═══ DATA PROVIDED ═══
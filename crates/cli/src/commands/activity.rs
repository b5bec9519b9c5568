//! Anomaly and activity feed commands

use anyhow::Result;
use tabled::Tabled;

use crate::client::{ActivityEntry, Anomaly, ApiClient};
use crate::output::{color_severity, format_sigma, print_table, OutputFormat};

/// Row for the anomalies table
#[derive(Tabled, serde::Serialize)]
struct AnomalyRow {
    #[tabled(rename = "Detected")]
    detected_at: String,
    #[tabled(rename = "Severity")]
    severity: String,
    #[tabled(rename = "Service")]
    service: String,
    #[tabled(rename = "Metric")]
    metric: String,
    #[tabled(rename = "Value")]
    value: String,
    #[tabled(rename = "Baseline")]
    baseline: String,
    #[tabled(rename = "Deviation")]
    deviation: String,
}

/// Row for the activity table
#[derive(Tabled, serde::Serialize)]
struct ActivityRow {
    #[tabled(rename = "Timestamp")]
    timestamp: String,
    #[tabled(rename = "Category")]
    category: String,
    #[tabled(rename = "Summary")]
    summary: String,
    #[tabled(rename = "Reference")]
    reference: String,
}

/// List recently detected anomalies
pub async fn list_anomalies(client: &ApiClient, limit: usize, format: OutputFormat) -> Result<()> {
    let anomalies: Vec<Anomaly> = client
        .get(&format!("/api/observer/anomalies?limit={}", limit))
        .await?;

    if let OutputFormat::Json = format {
        println!("{}", serde_json::to_string_pretty(&anomalies)?);
        return Ok(());
    }

    let rows: Vec<AnomalyRow> = anomalies
        .iter()
        .map(|a| AnomalyRow {
            detected_at: a.detected_at.to_rfc3339(),
            severity: color_severity(&a.severity),
            service: a.service.clone(),
            metric: a.metric.clone(),
            value: format!("{:.2}", a.current_value),
            baseline: format!("{:.2} ± {:.2}", a.baseline_mean, a.baseline_std),
            deviation: format_sigma(a.sigma_deviation),
        })
        .collect();
    print_table(&rows, format);
    Ok(())
}

/// Show the merged activity feed
pub async fn show_activity(client: &ApiClient, limit: usize, format: OutputFormat) -> Result<()> {
    let entries: Vec<ActivityEntry> = client
        .get(&format!("/api/observer/activity?limit={}", limit))
        .await?;

    if let OutputFormat::Json = format {
        println!("{}", serde_json::to_string_pretty(&entries)?);
        return Ok(());
    }

    let rows: Vec<ActivityRow> = entries
        .iter()
        .map(|e| ActivityRow {
            timestamp: e.timestamp.to_rfc3339(),
            category: e.category.clone(),
            summary: e.summary.clone(),
            reference: e.reference.clone().unwrap_or_default(),
        })
        .collect();
    print_table(&rows, format);
    Ok(())
}
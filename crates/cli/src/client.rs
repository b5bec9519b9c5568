//! API client for the observer control surface

use anyhow::{Context, Result};
use chrono::{DateTime, Utc};
use reqwest::Client;
use serde::{de::DeserializeOwned, Deserialize, Serialize};
use url::Url;

/// API client for the observer service
pub struct ApiClient {
    client: Client,
    base_url: Url,
}

impl ApiClient {
    /// Create a new API client
    pub fn new(base_url: &str) -> Result<Self> {
        // Generous timeout: an approval triggers the remediation sequence
        let client = Client::builder()
            .timeout(std::time::Duration::from_secs(180))
            .build()
            .context("Failed to create HTTP client")?;

        let base_url = Url::parse(base_url).context("Invalid API URL")?;

        Ok(Self { client, base_url })
    }

    /// Make a GET request
    pub async fn get<T: DeserializeOwned>(&self, path: &str) -> Result<T> {
        let url = self.base_url.join(path).context("Invalid path")?;

        let response = self
            .client
            .get(url)
            .send()
            .await
            .context("Failed to send request")?;

        if !response.status().is_success() {
            let status = response.status();
            let body = response.text().await.unwrap_or_default();
            anyhow::bail!("API error ({}): {}", status, body);
        }

        response.json().await.context("Failed to parse response")
    }

    /// Make a POST request with JSON body
    pub async fn post<T: DeserializeOwned, B: Serialize>(&self, path: &str, body: &B) -> Result<T> {
        let url = self.base_url.join(path).context("Invalid path")?;

        let response = self
            .client
            .post(url)
            .json(body)
            .send()
            .await
            .context("Failed to send request")?;

        if !response.status().is_success() {
            let status = response.status();
            let body = response.text().await.unwrap_or_default();
            anyhow::bail!("API error ({}): {}", status, body);
        }

        response.json().await.context("Failed to parse response")
    }
}

// API response types

#[derive(Debug, Clone, Serialize, Deserialize)]
pub struct Anomaly {
    pub service: String,
    pub metric: String,
    pub detected_at: DateTime<Utc>,
    pub current_value: f64,
    pub baseline_mean: f64,
    pub baseline_std: f64,
    pub sigma_deviation: f64,
    pub severity: String,
}

#[derive(Debug, Clone, Serialize, Deserialize)]
pub struct Decision {
    pub approved: bool,
    pub reason: String,
    pub decided_at: DateTime<Utc>,
}

#[derive(Debug, Clone, Serialize, Deserialize)]
pub struct Workflow {
    pub id: String,
    #[serde(rename = "type")]
    pub workflow_type: String,
    pub status: String,
    pub created_at: DateTime<Utc>,
    pub anomaly: Anomaly,
    #[serde(default)]
    pub actions: Vec<String>,
    #[serde(skip_serializing_if = "Option::is_none")]
    pub decision: Option<Decision>,
    /// Step outputs and failure details, displayed verbatim
    #[serde(skip_serializing_if = "Option::is_none")]
    pub execution: Option<serde_json::Value>,
}

#[derive(Debug, Clone, Serialize, Deserialize)]
pub struct ActivityEntry {
    pub category: String,
    pub timestamp: DateTime<Utc>,
    pub summary: String,
    #[serde(skip_serializing_if = "Option::is_none")]
    pub reference: Option<String>,
}

#[derive(Debug, Clone, Serialize, Deserialize)]
pub struct ObserverStatus {
    pub status: String,
    #[serde(skip_serializing_if = "Option::is_none")]
    pub last_tick: Option<DateTime<Utc>>,
    pub tick_interval_secs: u64,
    pub sigma_threshold: f64,
    pub recent_anomalies: Vec<Anomaly>,
    pub pending_workflows: Vec<Workflow>,
    pub activity: Vec<ActivityEntry>,
}

#[derive(Debug, Clone, Serialize, Deserialize)]
pub struct RunStateResponse {
    pub status: String,
}

#[derive(Debug, Clone, Serialize, Deserialize)]
pub struct DecisionRequest {
    pub reason: String,
}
═══
--- WHAT IS BEING ASKED ---
Go through the records and repeat each one exactly as written.

--- REPLY TO THE TASK ---
filename crates/cli/src/commands/activity.rs
repository b5bec9519b9c5568
//! Anomaly and activity feed commands

use anyhow::Result;
use tabled::Tabled;

use crate::client::{ActivityEntry, Anomaly, ApiClient};
use crate::output::{color_severity, format_sigma, print_table, OutputFormat};

/// Row for the anomalies table
#[derive(Tabled, serde::Serialize)]
struct AnomalyRow {
    #[tabled(rename = "Detected")]
    detected_at: String,
    #[tabled(rename = "Severity")]
    severity: String,
    #[tabled(rename = "Service")]
    service: String,
    #[tabled(rename = "Metric")]
    metric: String,
    #[tabled(rename = "Value")]
    value: String,
    #[tabled(rename = "Baseline")]
    baseline: String,
    #[tabled(rename = "Deviation")]
    deviation: String,
}

/// Row for the activity table
#[derive(Tabled, serde::Serialize)]
struct ActivityRow {
    #[tabled(rename = "Timestamp")]
    timestamp: String,
    #[tabled(rename = "Category")]
    category: String,
    #[tabled(rename = "Summary")]
    summary: String,
    #[tabled(rename = "Reference")]
    reference: String,
}

/// List recently detected anomalies
pub async fn list_anomalies(client: &ApiClient, limit: usize, format: OutputFormat) -> Result<()> {
    let anomalies: Vec<Anomaly> = client
        .get(&format!("/api/observer/anomalies?limit={}", limit))
        .await?;

    if let OutputFormat::Json = format {
        println!("{}", serde_json::to_string_pretty(&anomalies)?);
        return Ok(());
    }

    let rows: Vec<AnomalyRow> = anomalies
        .iter()
        .map(|a| AnomalyRow {
            detected_at: a.detected_at.to_rfc3339(),
            severity: color_severity(&a.severity),
            service: a.service.clone(),
            metric: a.metric.clone(),
            value: format!("{:.2}", a.current_value),
            baseline: format!("{:.2} ± {:.2}", a.baseline_mean, a.baseline_std),
            deviation: format_sigma(a.sigma_deviation),
        })
        .collect();
    print_table(&rows, format);
    Ok(())
}

/// Show the merged activity feed
pub async fn show_activity(client: &ApiClient, limit: usize, format: OutputFormat) -> Result<()> {
    let entries: Vec<ActivityEntry> = client
        .get(&format!("/api/observer/activity?limit={}", limit))
        .await?;

    if let OutputFormat::Json = format {
        println!("{}", serde_json::to_string_pretty(&entries)?);
        return Ok(());
    }

    let rows: Vec<ActivityRow> = entries
        .iter()
        .map(|e| ActivityRow {
            timestamp: e.timestamp.to_rfc3339(),
            category: e.category.clone(),
            summary: e.summary.clone(),
            reference: e.reference.clone().unwrap_or_default(),
        })
        .collect();
    print_table(&rows, format);
    Ok(())
}
filename crates/cli/src/client.rs
repository b5bec9519b9c5568
//! API client for the observer control surface

use anyhow::{Context, Result};
use chrono::{DateTime, Utc};
use reqwest::Client;
use serde::{de::DeserializeOwned, Deserialize, Serialize};
use url::Url;

/// API client for the observer service
pub struct ApiClient {
    client: Client,
    base_url: Url,
}

impl ApiClient {
    /// Create a new API client
    pub fn new(base_url: &str) -> Result<Self> {
        // Generous timeout: an approval triggers the remediation sequence
        let client = Client::builder()
            .timeout(std::time::Duration::from_secs(180))
            .build()
            .context("Failed to create HTTP client")?;

        let base_url = Url::parse(base_url).context("Invalid API URL")?;

        Ok(Self { client, base_url })
    }

    /// Make a GET request
    pub async fn get<T: DeserializeOwned>(&self, path: &str) -> Result<T> {
        let url = self.base_url.join(path).context("Invalid path")?;

        let response = self
            .client
            .get(url)
            .send()
            .await
            .context("Failed to send request")?;

        if !response.status().is_success() {
            let status = response.status();
            let body = response.text().await.unwrap_or_default();
            anyhow::bail!("API error ({}): {}", status, body);
        }

        response.json().await.context("Failed to parse response")
    }

    /// Make a POST request with JSON body
    pub async fn post<T: DeserializeOwned, B: Serialize>(&self, path: &str, body: &B) -> Result<T> {
        let url = self.base_url.join(path).context("Invalid path")?;

        let response = self
            .client
            .post(url)
            .json(body)
            .send()
            .await
            .context("Failed to send request")?;

        if !response.status().is_success() {
            let status = response.status();
            let body = response.text().await.unwrap_or_default();
            anyhow::bail!("API error ({}): {}", status, body);
        }

        response.json().await.context("Failed to parse response")
    }
}

// API response types

#[derive(Debug, Clone, Serialize, Deserialize)]
pub struct Anomaly {
    pub service: String,
    pub metric: String,
    pub detected_at: DateTime<Utc>,
    pub current_value: f64,
    pub baseline_mean: f64,
    pub baseline_std: f64,
    pub sigma_deviation: f64,
    pub severity: String,
}

#[derive(Debug, Clone, Serialize, Deserialize)]
pub struct Decision {
    pub approved: bool,
    pub reason: String,
    pub decided_at: DateTime<Utc>,
}

#[derive(Debug, Clone, Serialize, Deserialize)]
pub struct Workflow {
    pub id: String,
    #[serde(rename = "type")]
    pub workflow_type: String,
    pub status: String,
    pub created_at: DateTime<Utc>,
    pub anomaly: Anomaly,
    #[serde(default)]
    pub actions: Vec<String>,
    #[serde(skip_serializing_if = "Option::is_none")]
    pub decision: Option<Decision>,
    /// Step outputs and failure details, displayed verbatim
    #[serde(skip_serializing_if = "Option::is_none")]
    pub execution: Option<serde_json::Value>,
}

#[derive(Debug, Clone, Serialize, Deserialize)]
pub struct ActivityEntry {
    pub category: String,
    pub timestamp: DateTime<Utc>,
    pub summary: String,
    #[serde(skip_serializing_if = "Option::is_none")]
    pub reference: Option<String>,
}

#[derive(Debug, Clone, Serialize, Deserialize)]
pub struct ObserverStatus {
    pub status: String,
    #[serde(skip_serializing_if = "Option::is_none")]
    pub last_tick: Option<DateTime<Utc>>,
    pub tick_interval_secs: u64,
    pub sigma_threshold: f64,
    pub recent_anomalies: Vec<Anomaly>,
    pub pending_workflows: Vec<Workflow>,
    pub activity: Vec<ActivityEntry>,
}

#[derive(Debug, Clone, Serialize, Deserialize)]
pub struct RunStateResponse {
    pub status: String,
}

#[derive(Debug, Clone, Serialize, Deserialize)]
pub struct DecisionRequest {
    pub reason: String,
}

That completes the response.